We released a tool to calculate the favicon hash called "favscan": https://blog.shodan.io/deep-dive-http-favicon/

And here's a map of favicons that Shodan has seen across the Internet: https://faviconmap.shodan.io/

lexicality

I opened the map and immediately saw the (not very big) erect penis in the top right. The curse of having a dirty mind...

jakub_g

Reminds me of Google Safe Browsing capturing color profiles of websites and matching against known phishing websites:

https://blog.chromium.org/2021/07/m92-faster-and-more-effici...

1970-01-01

Not just websites, but anything hosting a favicon. I've used runZero to find vulnerable internal assets that companies swore were no longer an issue.

grajaganDev

Yes, Shodan searches for favicon hashes are a great way to find forgotten and vulnerable assests.

seethishat

This is a pretty neat idea. I like it. However, the inaccuracy of IP geolocation services causes some Amazon AWS IPv6 addresses to appear to be located outside the US when they are not.

I continue to believe that half (or more) of all security reports/warnings are false positives due to inaccuracies such as this.

null

[deleted]

LordDragonfang

I'm coming to the realization that I don't really understand what OSINT is or is not. ("Open Source Intelligence", obviously, but beyond that)

The first time I encountered it was in the context of civilians collecting actionable military intel in the Russia-Ukraine conflict by trolling social media. But now I see people talking about it like it's a career, and see what I would have standard IT security posted under it.

Do people just use it to refer to any sort of civilian information gathering these days? Has IT security just rebranded as OSINT?

nine_k

I'd say it's collecting intelligence-worthy data from publicly available sources. That is, connecting the dots that everyone could connect, were they able to notice them. It does not involve anything but sifting peacefully through public sources.

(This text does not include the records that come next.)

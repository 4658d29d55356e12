//! Error-flagged chart result.

use std::error::Error;
use std::fmt::{Display, Formatter};

use chrono::NaiveDateTime;
use serde::Serialize;

use zhanbu_almanac::AlmanacError;

use crate::chart::ChartRequest;
use crate::method::{PillarMethod, Purpose};

/// Failure of a chart computation. Carries the request basis so downstream
/// renderers can echo what was asked without holding the request.
#[derive(Debug, Clone, PartialEq, Serialize)]
pub struct ChartError {
    pub message: String,
    pub instant: NaiveDateTime,
    pub method: PillarMethod,
    pub purpose: Purpose,
    pub location: String,
}

impl ChartError {
    /// Flag a request as failed with a message.
    pub fn new(request: &ChartRequest, message: impl Into<String>) -> ChartError {
        ChartError {
            message: message.into(),
            instant: request.instant,
            method: request.method,
            purpose: request.purpose,
            location: request.location.clone(),
        }
    }

    /// Flag a request as failed by an almanac error.
    pub fn from_almanac(request: &ChartRequest, error: AlmanacError) -> ChartError {
        ChartError::new(request, error.to_string())
    }
}

impl Display for ChartError {
    fn fmt(&self, f: &mut Formatter<'_>) -> std::fmt::Result {
        write!(
            f,
            "chart computation failed ({} {}): {}",
            self.method.label(),
            self.instant,
            self.message
        )
    }
}

impl Error for ChartError {}
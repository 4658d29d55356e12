//! Eight-gate placement on the person plate.

use serde::Serialize;
use tracing::warn;

use zhanbu_core::HeavenlyStem;
use zhanbu_tables::{GATE_CYCLE, Gate, Palace, RING_CLOCKWISE, host_stem};

use crate::grid::PalaceGrid;

/// Gate placement result: the duty palace and gate plus the full grid
/// (the center never holds a gate).
#[derive(Debug, Clone, Copy, PartialEq, Eq, Serialize)]
pub struct GateDistribution {
    pub duty_palace: Option<Palace>,
    pub duty_gate: Option<Gate>,
    pub grid: PalaceGrid<Option<Gate>>,
}

/// Place the eight gates.
///
/// The duty palace is wherever the basis stem landed; a stem absent from
/// the plate (甲) resolves through its host stem instead. The duty gate
/// is the duty palace's base gate, and the cycle walks the clockwise ring
/// from there. A centered or unresolved duty palace keeps the base
/// layout with no duty gate.
pub fn distribute_gates(
    basis_stem: HeavenlyStem,
    stems: &PalaceGrid<HeavenlyStem>,
) -> GateDistribution {
    let duty_palace = stems
        .find(&basis_stem)
        .or_else(|| stems.find(&host_stem(basis_stem)));

    let base_layout = || PalaceGrid::from_fn(Gate::for_base_palace);

    let Some(duty_palace_found) = duty_palace else {
        warn!(
            stem = basis_stem.character(),
            "basis stem unresolved, keeping base gate layout"
        );
        return GateDistribution {
            duty_palace: None,
            duty_gate: None,
            grid: base_layout(),
        };
    };

    let duty_gate = Gate::for_base_palace(duty_palace_found);
    let mut grid = base_layout();
    if let Some(duty_gate) = duty_gate {
        let ring_start = RING_CLOCKWISE.iter().position(|p| *p == duty_palace_found);
        let cycle_start = GATE_CYCLE.iter().position(|g| *g == duty_gate);
        if let (Some(ring_start), Some(cycle_start)) = (ring_start, cycle_start) {
            for i in 0..8 {
                grid.set(
                    RING_CLOCKWISE[(ring_start + i) % 8],
                    Some(GATE_CYCLE[(cycle_start + i) % 8]),
                );
            }
        }
    }

    GateDistribution {
        duty_palace: Some(duty_palace_found),
        duty_gate,
        grid,
    }
}
//! Error types for the calendrical boundary.

use std::error::Error;
use std::fmt::{Display, Formatter};

/// Errors from instant parsing or almanac resolution.
#[derive(Debug, Clone, PartialEq, Eq)]
#[non_exhaustive]
pub enum AlmanacError {
    /// The civil instant text could not be parsed.
    InvalidInstant(String),
    /// A lunar date field is out of range.
    InvalidLunarDate(&'static str),
    /// The backing almanac cannot resolve the requested instant.
    Unresolvable(String),
}

impl Display for AlmanacError {
    fn fmt(&self, f: &mut Formatter<'_>) -> std::fmt::Result {
        match self {
            Self::InvalidInstant(text) => write!(f, "invalid instant: {text}"),
            Self::InvalidLunarDate(msg) => write!(f, "invalid lunar date: {msg}"),
            Self::Unresolvable(msg) => write!(f, "almanac cannot resolve instant: {msg}"),
        }
    }
}

impl Error for AlmanacError {}
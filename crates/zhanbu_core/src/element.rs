//! The five elements (wuxing) and their mutual relations.
//!
//! The generative (sheng) cycle runs wood → fire → earth → metal → water →
//! wood; the destructive (ke) cycle runs wood → earth → water → fire →
//! metal → wood. Both are fixed adjacency maps over the five elements.

use serde::{Deserialize, Serialize};

/// The five elements, in generative-cycle order.
#[derive(Debug, Clone, Copy, PartialEq, Eq, Hash, Serialize, Deserialize)]
pub enum FiveElement {
    Wood,
    Fire,
    Earth,
    Metal,
    Water,
}

/// All five elements in generative-cycle order.
pub const ALL_ELEMENTS: [FiveElement; 5] = [
    FiveElement::Wood,
    FiveElement::Fire,
    FiveElement::Earth,
    FiveElement::Metal,
    FiveElement::Water,
];

impl FiveElement {
    /// Character form. Identical in traditional and simplified script.
    pub const fn character(self) -> &'static str {
        match self {
            Self::Wood => "木",
            Self::Fire => "火",
            Self::Earth => "土",
            Self::Metal => "金",
            Self::Water => "水",
        }
    }

    /// 0-based index in generative-cycle order (wood = 0 .. water = 4).
    pub const fn index(self) -> u8 {
        match self {
            Self::Wood => 0,
            Self::Fire => 1,
            Self::Earth => 2,
            Self::Metal => 3,
            Self::Water => 4,
        }
    }

    /// The element this one generates (sheng cycle).
    pub const fn generates(self) -> FiveElement {
        match self {
            Self::Wood => Self::Fire,
            Self::Fire => Self::Earth,
            Self::Earth => Self::Metal,
            Self::Metal => Self::Water,
            Self::Water => Self::Wood,
        }
    }

    /// The element this one overcomes (ke cycle).
    pub const fn overcomes(self) -> FiveElement {
        match self {
            Self::Wood => Self::Earth,
            Self::Earth => Self::Water,
            Self::Water => Self::Fire,
            Self::Fire => Self::Metal,
            Self::Metal => Self::Wood,
        }
    }
}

This is opposed to acquiring data by other means, like breaking into protected systems, stealing classified materials, planting moles, extortion and blackmailing, etc.

soheil

Why would anyone think favicons are worth writing a pseudo-security article about.

1970-01-01

It's not the icon, it's the hash value. If it doesn't match a known hash, you have an imposter. Full stop.

gs17

The "practical example" in the article is the exact opposite of that, it searches for the hash of a known favicon and filters to sites that shouldn't match it but do. It would require a particularly incompetent attacker (or a very contrived case) to not match the favicon of a public website.

praash

No - the point is to quickly detect random websites that simply duplicate known favicons! Matching hashes can only occur in these cases:

- the site is a careless impostor

- the site is the real deal

- a hash collision

1970-01-01

We agree here. The point is to detect imposters via favicon. Case 1 is easy, simple, and a legitimate concern. Case 2 is the inverse of case 1. A host is misconfigured or something. Much harder to detect, but no more important. Case 3 should not exist.

likeabatterycar

If that was true, we could finally abandon PKI and just use favicons...

1970-01-01

Marry the favicon sha256 hash with a list of hostnames and put the values into trusted database..

kevin_thibedeau

This is mostly showing IoT devices that are exposed to the internet.

maxmorlocke

We review the web presence of a business as our core product offering for payment processors, etc. as they look to onboard ecomm merchants. This (and techniques like it) make a great way to find scummy actors and have a proveable piece of evidence as opposed to a 'yea, this looks off' or 'this doesn't fit the profile of what an established business looks like'. We leverage a lot of subtle signals like this.

nunobrito

Quite a mediocre article. Suspicious that it got upvoted but the person posting it doesn't seem to have done with malicious intent.

So, just a waste of time for anyone hoping to see an exploit based on favicons.

grajaganDev

OSINT is not about exploits.

Favicons are very useful for spotting phishing sites and finding forgotten servers.